━━━ SOURCE DATA ━━━

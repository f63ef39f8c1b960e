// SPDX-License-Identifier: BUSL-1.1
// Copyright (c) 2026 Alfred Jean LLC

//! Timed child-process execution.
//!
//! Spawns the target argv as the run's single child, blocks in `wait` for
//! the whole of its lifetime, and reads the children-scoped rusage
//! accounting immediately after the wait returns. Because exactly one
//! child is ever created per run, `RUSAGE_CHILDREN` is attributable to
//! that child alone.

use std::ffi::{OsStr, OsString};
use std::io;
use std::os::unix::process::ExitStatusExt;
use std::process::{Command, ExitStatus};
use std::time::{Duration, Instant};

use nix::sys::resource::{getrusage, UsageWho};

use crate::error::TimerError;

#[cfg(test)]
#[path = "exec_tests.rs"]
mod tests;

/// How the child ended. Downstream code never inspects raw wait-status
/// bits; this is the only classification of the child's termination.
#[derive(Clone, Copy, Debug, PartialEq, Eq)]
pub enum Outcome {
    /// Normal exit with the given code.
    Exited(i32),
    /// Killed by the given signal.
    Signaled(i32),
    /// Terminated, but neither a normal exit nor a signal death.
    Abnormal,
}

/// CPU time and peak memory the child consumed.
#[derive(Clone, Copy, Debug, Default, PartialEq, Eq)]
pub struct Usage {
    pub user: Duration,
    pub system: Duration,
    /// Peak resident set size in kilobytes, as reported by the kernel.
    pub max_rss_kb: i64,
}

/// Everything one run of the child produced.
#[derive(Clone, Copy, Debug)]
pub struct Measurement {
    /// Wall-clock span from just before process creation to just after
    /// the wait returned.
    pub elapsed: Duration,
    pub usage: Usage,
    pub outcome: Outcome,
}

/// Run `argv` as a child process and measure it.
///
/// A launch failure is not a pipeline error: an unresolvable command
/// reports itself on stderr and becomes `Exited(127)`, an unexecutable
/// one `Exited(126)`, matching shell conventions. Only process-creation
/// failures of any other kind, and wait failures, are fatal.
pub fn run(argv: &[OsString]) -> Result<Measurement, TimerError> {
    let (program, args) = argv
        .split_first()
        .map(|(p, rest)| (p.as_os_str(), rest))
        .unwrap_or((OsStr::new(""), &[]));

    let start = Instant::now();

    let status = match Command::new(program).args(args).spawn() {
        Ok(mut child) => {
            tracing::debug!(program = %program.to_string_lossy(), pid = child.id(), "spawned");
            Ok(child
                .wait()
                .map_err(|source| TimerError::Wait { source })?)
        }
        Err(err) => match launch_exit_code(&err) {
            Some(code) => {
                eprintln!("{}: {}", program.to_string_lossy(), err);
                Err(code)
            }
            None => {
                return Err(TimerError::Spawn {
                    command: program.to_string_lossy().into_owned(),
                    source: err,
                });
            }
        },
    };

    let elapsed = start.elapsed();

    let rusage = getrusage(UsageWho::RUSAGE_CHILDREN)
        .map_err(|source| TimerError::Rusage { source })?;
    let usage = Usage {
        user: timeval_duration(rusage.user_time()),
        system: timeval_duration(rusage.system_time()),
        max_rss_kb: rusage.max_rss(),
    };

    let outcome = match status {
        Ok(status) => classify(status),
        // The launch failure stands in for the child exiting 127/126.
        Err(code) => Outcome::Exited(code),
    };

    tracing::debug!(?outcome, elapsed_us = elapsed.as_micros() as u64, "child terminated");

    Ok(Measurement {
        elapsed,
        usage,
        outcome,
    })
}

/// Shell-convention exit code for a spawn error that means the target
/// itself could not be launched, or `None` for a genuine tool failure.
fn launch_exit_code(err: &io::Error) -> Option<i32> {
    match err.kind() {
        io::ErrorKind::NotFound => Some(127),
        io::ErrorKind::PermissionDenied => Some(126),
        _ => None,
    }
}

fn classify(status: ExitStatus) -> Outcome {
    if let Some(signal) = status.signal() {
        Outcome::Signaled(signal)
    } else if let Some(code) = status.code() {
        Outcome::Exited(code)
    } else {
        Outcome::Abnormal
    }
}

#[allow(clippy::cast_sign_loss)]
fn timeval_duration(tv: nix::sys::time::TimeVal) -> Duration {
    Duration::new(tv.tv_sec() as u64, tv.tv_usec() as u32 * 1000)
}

━━━
━━━ SOURCE DATA ━━━

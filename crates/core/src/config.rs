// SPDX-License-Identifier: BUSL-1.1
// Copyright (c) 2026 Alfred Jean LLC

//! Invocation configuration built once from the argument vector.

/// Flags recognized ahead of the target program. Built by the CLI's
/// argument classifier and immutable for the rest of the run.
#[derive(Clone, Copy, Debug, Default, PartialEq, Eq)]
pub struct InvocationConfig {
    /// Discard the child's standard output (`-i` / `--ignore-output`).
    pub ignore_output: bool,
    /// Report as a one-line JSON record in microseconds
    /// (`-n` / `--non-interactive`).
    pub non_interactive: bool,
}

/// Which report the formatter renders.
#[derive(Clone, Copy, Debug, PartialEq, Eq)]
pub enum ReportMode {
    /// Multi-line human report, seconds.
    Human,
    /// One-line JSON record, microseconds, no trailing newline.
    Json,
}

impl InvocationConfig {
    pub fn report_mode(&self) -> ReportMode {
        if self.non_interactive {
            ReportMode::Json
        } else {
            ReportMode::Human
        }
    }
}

━━━

TASK PROMPT. Exactly the lines above from the one with "repository f63ef39f8c1b960e" to the one with "use std::os::unix::process::ExitStatusExt;", both included, are to be quoted; leave the rest out.

SOLUTION TO THIS EXERCISE.
repository f63ef39f8c1b960e
// SPDX-License-Identifier: BUSL-1.1
// Copyright (c) 2026 Alfred Jean LLC

//! Timed child-process execution.
//!
//! Spawns the target argv as the run's single child, blocks in `wait` for
//! the whole of its lifetime, and reads the children-scoped rusage
//! accounting immediately after the wait returns. Because exactly one
//! child is ever created per run, `RUSAGE_CHILDREN` is attributable to
//! that child alone.

use std::ffi::{OsStr, OsString};
use std::io;
use std::os::unix::process::ExitStatusExt;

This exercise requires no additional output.